Il est à noter que le prix du Bitcoin a à peine bougé au milieu de la vague de dépôts sur les échanges, ce qui suggère que les utilisateurs déplaçaient leurs pièces pour les sécuriser plutôt que pour les vendre. Le Bitcoin se négocie actuellement à 62 724 $, en baisse de 0,7 % sur la dernière journée, selon les données de CoinGecko.
La faille Coldcard remonte à une erreur de construction du micrologiciel de mars 2021 qui laissait les phrases de récupération tirées d'un pool beaucoup trop restreint. Galaxy Research a enregistré trois vagues de vols jusqu'à samedi, totalisant 1 367 BTC sur 4 585 adresses, contre 38 millions de dollars lorsque la faille a été divulguée et 70 millions de dollars lorsque le fondateur de Binance, Changpeng Zhao, a averti les détenteurs.

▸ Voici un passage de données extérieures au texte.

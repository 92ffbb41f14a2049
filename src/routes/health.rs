use axum::extract::State;
use axum::http::StatusCode;
use axum::Json;
use serde::Serialize;

use crate::app_state::AppState;

#[derive(Serialize)]
pub struct HealthResponse {
    pub status: String,
    pub version: String,
    pub checks: HealthChecks,
    pub jobs: JobCounts,
}

#[derive(Serialize)]
pub struct HealthChecks {
    pub artifact_store: ComponentHealth,
}

#[derive(Serialize)]
pub struct ComponentHealth {
    pub status: String,
    pub latency_ms: Option<u64>,
}

#[derive(Serialize)]
pub struct JobCounts {
    pub total: usize,
    pub queued: usize,
    pub in_flight: usize,
    pub done: usize,
    pub failed: usize,
}

/// GET /health — liveness plus artifact-store writability and job counts.
pub async fn health_check(State(state): State<AppState>) -> (StatusCode, Json<HealthResponse>) {
    let start = std::time::Instant::now();

    // The artifact store is the only external dependency touched on every
    // job; a read-only or missing media tree means no job can finish.
    let store_check = match tokio::fs::metadata(state.artifacts.jobs_dir()).await {
        Ok(meta) if meta.is_dir() => ComponentHealth {
            status: "ok".to_string(),
            latency_ms: Some(start.elapsed().as_millis() as u64),
        },
        _ => ComponentHealth {
            status: "error".to_string(),
            latency_ms: None,
        },
    };

    let counts = state.registry.status_counts().await;

    let all_healthy = store_check.status == "ok";
    let status_code = if all_healthy {
        StatusCode::OK
    } else {
        StatusCode::SERVICE_UNAVAILABLE
    };

    let response = HealthResponse {
        status: if all_healthy {
            "ok".to_string()
        } else {
            "degraded".to_string()
        },
        version: env!("CARGO_PKG_VERSION").to_string(),
        checks: HealthChecks {
            artifact_store: store_check,
        },
        jobs: JobCounts {
            total: counts.total,
            queued: counts.queued,
            in_flight: counts.editing + counts.edited + counts.faceswap,
            done: counts.done,
            failed: counts.failed,
        },
    };

    (status_code, Json(response))
}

Une quatrième est probablement en cours. Alex Thorn de Galaxy Research a signalé des balayages sur 15 blocs consécutifs lundi, fonctionnant à environ 45 fois le taux normal, et après avoir corrigé un ensemble qui avait inclus à tort des adresses multisig, a estimé la vague à 709 adresses et 448,73 BTC (28 millions de dollars). Cela porterait le total cumulé à environ 1 816 BTC, soit près de 114 millions de dollars. Thorn a ajouté une mise en garde selon laquelle aucune victime n'a encore confirmé cette quatrième vague, qui repose sur la correspondance de motifs.
🚨 PROBABLE 4ÈME VAGUE ORGANISÉE D'ATTAQUE COLDCARD EN COURS
IL Y A ENCORE DES TX SIMILAIRES DANS LA MEMPOOL EN ATTENTE DE CONFIRMATION ET LES TX PRÉCÉDEMMENT CONFIRMÉES SIGNALENT LE RBF OPT-IN, VÉRIFIEZ VOS FONDS ET VOUS POURRIEZ POUVOIR VOUS EN SORTIR AVEC LE RBF
motif identifié :
blocs…— Alex Thorn (@intangiblecoins) August 3, 2026
Certains balayages étaient encore en attente dans la mempool et avaient opté pour le 'replace-by-fee' (RBF), a-t-il dit, ce qui signifie que les détenteurs qui agissent rapidement et paient des frais élevés pourraient être en mesure de surenchérir sur l'attaquant. Aucune des adresses touchées lors des trois premières vagues n'était multisig.
Nick Percoco, responsable de la sécurité chez Kraken, a qualifié l'incident de « signal d'alarme pour l'ensemble de l'industrie des portefeuilles matériels ». Les ColdCard Mk4, Mk5 et Q sont livrés avec des éléments sécurisés certifiés, a-t-il noté, et leurs graines étaient toujours d'environ 72 bits, car la certification couvrait le composant sans que personne ne vérifie le chemin de code réellement exécuté.
https://t.co/cIjpnVnMDM
— Nick Percoco (@c7five) August 2, 2026
Percoco souhaite une validation en laboratoire indépendante des sources d'entropie, liée à des versions spécifiques de micrologiciels et répertoriée dans un registre public, comme l'exigent déjà les terminaux de paiement. Il a ajouté que le correctif de Coinkite fait désormais échouer la compilation si le bon générateur n'est pas lié, un contrôle qu'il a déclaré avoir pris environ 48 heures à écrire une fois que l'entreprise a su ce qu'elle cherchait.